Volvió el teatro al Galpón Chamico: anoche hubo función del unipersonal «Hasta que se olviden de mi nombre».
Protagonizada por Diego Solari, la puesta llegó desde Capital de la mano de la compañía Crisálida para una única función en Areco.
¿Qué pasa cuando los intereses económicos quieren avanzar sobre la cultura? ¿Qué rol puede cumplir un trabajador, entre estar alienado, defender aquello en lo que cree y lidiar con sus propios sueños y deseos? Esas son algunas de las preguntas que se hace la obra.
En la puesta, Jacinto (Solari) es un trabajador de una biblioteca municipal que está de a poco siendo desmantelada para dar lugar a otros negocios. En el medio, el busca mantener viva la memoria de 100 años de historia y reflexionar sobre su propia vida, los compañeros que fueron perdiendo el empleo en su camino y sus amores imposibles.

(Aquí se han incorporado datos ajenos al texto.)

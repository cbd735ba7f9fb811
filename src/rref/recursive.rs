//! Reduced row echelon form by recursion over shrinking sub-matrices.
//!
//! `solve` recurses once per pivot and once per run of free columns, so it
//! never goes deeper than `2 * min(rows, cols) + 2` frames. `back_track`
//! recurses once per row until the columns run out, at most
//! `min(rows, cols) + 1` frames. `rref` refuses matrices with
//! `min(rows, cols)` above [`RECURSION_LIMIT`], which keeps both passes
//! within a 2 MiB thread stack in debug builds.

use crate::error::{Result, RrefError};
use crate::matrix::matrix_dense::DenseElement;
use crate::rref::engine::Pivot;
use crate::rref::helpers::{
    add_scaled_row, drop_leading_column, drop_leading_columns, drop_row_and_leading_column,
    join_square, overlay_prepend, prepend_zero_columns, Rows,
};

pub const RECURSION_LIMIT: usize = 1 << 8;

pub fn rref<T: DenseElement>(rows: Rows<T>) -> Result<Rows<T>> {
    let depth = rows.len().min(rows.first().map_or(0, |row| row.len()));
    if depth > RECURSION_LIMIT {
        return Err(RrefError::RecursionLimit {
            depth,
            limit: RECURSION_LIMIT,
        });
    }

    Ok(back_track(solve(rows, 0), 0))
}

/// Row echelon form of `rows`. `col` is the position of the leading column
/// in the full matrix.
pub fn solve<T: DenseElement>(mut rows: Rows<T>, col: usize) -> Rows<T> {
    if rows.is_empty() || rows[0].is_empty() {
        return rows;
    }

    let pivot = rows
        .iter()
        .enumerate()
        .find(|(_, row)| !row[0].is_zero())
        .map(|(row, line)| Pivot {
            row,
            col,
            value: line[0],
        });

    let pivot = match pivot {
        Some(pivot) => pivot,
        None => {
            // the whole run of zero columns goes in one step
            let width = rows[0].len();
            let free = 1 + (1..width)
                .take_while(|&c| rows.iter().all(|row| row[c].is_zero()))
                .count();
            log::trace!("columns {col}..{}: free", col + free);

            let rest = drop_leading_columns(&rows, free);
            drop(rows);
            return prepend_zero_columns(solve(rest, col + free), free);
        }
    };
    log::trace!("column {col}: pivot {} at row {}", pivot.value, pivot.row);

    let mut head = std::mem::take(&mut rows[pivot.row]);
    for x in head.iter_mut() {
        *x = *x / pivot.value;
    }

    for (r, row) in rows.iter_mut().enumerate() {
        if r != pivot.row && !row[0].is_zero() {
            let multiple = -row[0];
            add_scaled_row(row, &head, multiple);
        }
    }

    let rest = drop_row_and_leading_column(&rows, pivot.row);
    drop(rows);
    join_square(solve(rest, col + 1), head)
}

/// Clears the entries above the leading entry of every row from `row` down,
/// bottom row first. `rows` must be in row echelon form.
pub fn back_track<T: DenseElement>(mut rows: Rows<T>, row: usize) -> Rows<T> {
    if row == rows.len() || rows[0].is_empty() {
        return rows;
    }

    let below = back_track(drop_leading_column(&rows), row + 1);
    overlay_prepend(&mut rows, &below);

    let column = match rows[row].iter().position(|x| !x.is_zero()) {
        Some(column) => column,
        None => return rows,
    };

    let (above, rest) = rows.split_at_mut(row);
    let current = &rest[0];
    for r in above.iter_mut() {
        let multiple = -r[column];
        add_scaled_row(r, current, multiple);
    }

    rows
}

// --------------------------------------------------
//                      TESTS
// --------------------------------------------------

#[cfg(test)]
mod tests {
    use super::*;

    #[test]
    fn test_solve() {
        let echelon = solve(
            vec![vec![0., 2., 4.], vec![2., 4., 6.], vec![1., 3., 5.]],
            0,
        );
        assert_eq!(
            echelon,
            vec![vec![1., 2., 3.], vec![0., 1., 2.], vec![0., 0., 0.]]
        );
    }

    #[test]
    fn test_solve_free_column() {
        let echelon = solve(vec![vec![0., 1., 2.], vec![0., 3., 4.]], 0);
        assert_eq!(echelon, vec![vec![0., 1., 2.], vec![0., 0., 1.]]);
    }

    #[test]
    fn test_back_track() {
        let reduced = back_track(
            vec![vec![1., 2., 3.], vec![0., 1., 2.], vec![0., 0., 0.]],
            0,
        );
        assert_eq!(
            reduced,
            vec![vec![1., 0., -1.], vec![0., 1., 2.], vec![0., 0., 0.]]
        );
    }

    #[test]
    fn test_rref() {
        assert_eq!(
            rref(vec![vec![2., 1., 1., 0.], vec![1., 1., 0., 1.]]).unwrap(),
            vec![vec![1., 0., 1., -1.], vec![0., 1., -1., 2.]]
        );
        assert_eq!(
            rref(vec![vec![1., 2., 3.], vec![2., 4., 6.]]).unwrap(),
            vec![vec![1., 2., 3.], vec![0., 0., 0.]]
        );
    }

    #[test]
    fn test_rref_more_rows_than_columns() {
        assert_eq!(
            rref(vec![vec![1., 2.], vec![3., 4.], vec![5., 6.]]).unwrap(),
            vec![vec![1., 0.], vec![0., 1.], vec![0., 0.]]
        );
        assert_eq!(
            rref(vec![vec![0.], vec![3.], vec![0.]]).unwrap(),
            vec![vec![1.], vec![0.], vec![0.]]
        );
    }

    #[test]
    fn test_rref_degenerate() {
        assert!(rref(Rows::<f64>::new()).unwrap().is_empty());
        assert_eq!(
            rref(vec![Vec::<f64>::new(), vec![]]).unwrap(),
            vec![Vec::<f64>::new(), vec![]]
        );
    }

    #[test]
    fn test_recursion_limit() {
        let square = vec![vec![1.]; RECURSION_LIMIT + 1]
            .into_iter()
            .map(|row: Vec<f64>| row.repeat(RECURSION_LIMIT + 1))
            .collect();
        assert_eq!(
            rref(square),
            Err(RrefError::RecursionLimit {
                depth: RECURSION_LIMIT + 1,
                limit: RECURSION_LIMIT
            })
        );

        // only the smaller dimension counts
        let tall = vec![vec![1.]; 4 * RECURSION_LIMIT];
        let reduced = rref(tall).unwrap();
        assert_eq!(reduced[0], vec![1.]);
        assert!(reduced[1..].iter().all(|row| row == &vec![0.]));
    }

    fn on_small_stack<F: FnOnce() + Send + 'static>(f: F) {
        std::thread::Builder::new()
            .stack_size(2 << 20)
            .spawn(f)
            .unwrap()
            .join()
            .unwrap();
    }

    #[test]
    fn test_wide_zero_matrix_on_small_stack() {
        on_small_stack(|| {
            let zero = vec![vec![0.; 16 * RECURSION_LIMIT]; 2];
            assert_eq!(rref(zero.clone()).unwrap(), zero);
        });
    }

    #[test]
    fn test_free_runs_between_pivots() {
        // pivots at columns 3 and 7, everything else free
        let mut rows = vec![vec![0.; 9]; 2];
        rows[1][3] = 2.;
        rows[0][7] = 4.;
        rows[0][8] = 2.;
        let mut expected = vec![vec![0.; 9]; 2];
        expected[0][3] = 1.;
        expected[1][7] = 1.;
        expected[1][8] = 0.5;
        assert_eq!(rref(rows).unwrap(), expected);
    }

    #[test]
    fn test_depth_at_limit_on_small_stack() {
        on_small_stack(|| {
            // a free column in front of an identity block, min(rows, cols) at the limit
            let n = RECURSION_LIMIT;
            let rows: Rows<f32> = (0..n)
                .map(|r| (0..n + 1).map(|c| if c == r + 1 { 3. } else { 0. }).collect())
                .collect();
            let reduced = rref(rows).unwrap();
            for (r, row) in reduced.iter().enumerate() {
                assert_eq!(row[0], 0.);
                assert!(row[1..].iter().enumerate().all(|(c, x)| *x == if c == r { 1. } else { 0. }));
            }
        });
    }
}
//! Plain text matrices: one row per line, entries separated by whitespace
//! and/or commas. Blank lines and lines starting with `#` are skipped.

use crate::error::{Result, RrefError};
use crate::matrix::matrix::Matrix;
use crate::matrix::matrix_dense::MatrixDense;

pub fn parse_matrix(input: &str) -> Result<MatrixDense<f64>> {
    let mut lines = vec![];

    for (idx, line) in input.lines().enumerate() {
        let line = line.trim();
        if line.is_empty() || line.starts_with('#') {
            continue;
        }

        let row = line
            .split(|c: char| c.is_whitespace() || c == ',')
            .filter(|token| !token.is_empty())
            .map(|token| {
                token.parse::<f64>().map_err(|_| RrefError::Parse {
                    line: idx + 1,
                    token: token.to_owned(),
                })
            })
            .collect::<Result<Vec<f64>>>()?;
        lines.push(row);
    }

    MatrixDense::from_list(lines)
}

// --------------------------------------------------
//                      TESTS
// --------------------------------------------------

#[cfg(test)]
mod tests {
    use super::*;

    #[test]
    fn test_parse_matrix() {
        let input = "# system\n2 1, 1 0\n\n  1,1,0,1  \n";
        assert_eq!(
            parse_matrix(input).unwrap().to_list(),
            vec![vec![2., 1., 1., 0.], vec![1., 1., 0., 1.]]
        );
        assert_eq!(
            parse_matrix("-1.5e2 0.25").unwrap().to_list(),
            vec![vec![-150., 0.25]]
        );
        assert_eq!(parse_matrix("").unwrap().shape(), (0, 0));
    }

    #[test]
    fn test_parse_errors() {
        assert_eq!(
            parse_matrix("1 2\n3 x\n"),
            Err(RrefError::Parse {
                line: 2,
                token: "x".into()
            })
        );
        assert_eq!(
            parse_matrix("1 2\n\n3\n"),
            Err(RrefError::InvalidInput {
                row: 1,
                expected: 2,
                got: 1
            })
        );
    }
}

Escrita por Marcelo Vallejos y dirigida por Gustavo Sternischia, la obra pone en el centro la importancia de la cultura con toques de humor y un muy buen trabajo de su intérprete, que sabe llevar a Jacinto de momentos introspectivos hasta otros casi delirantes.
Una excelente puesta, en un espacio cultural autogestivo que permite acceder a la cultura con propuestas todo el año.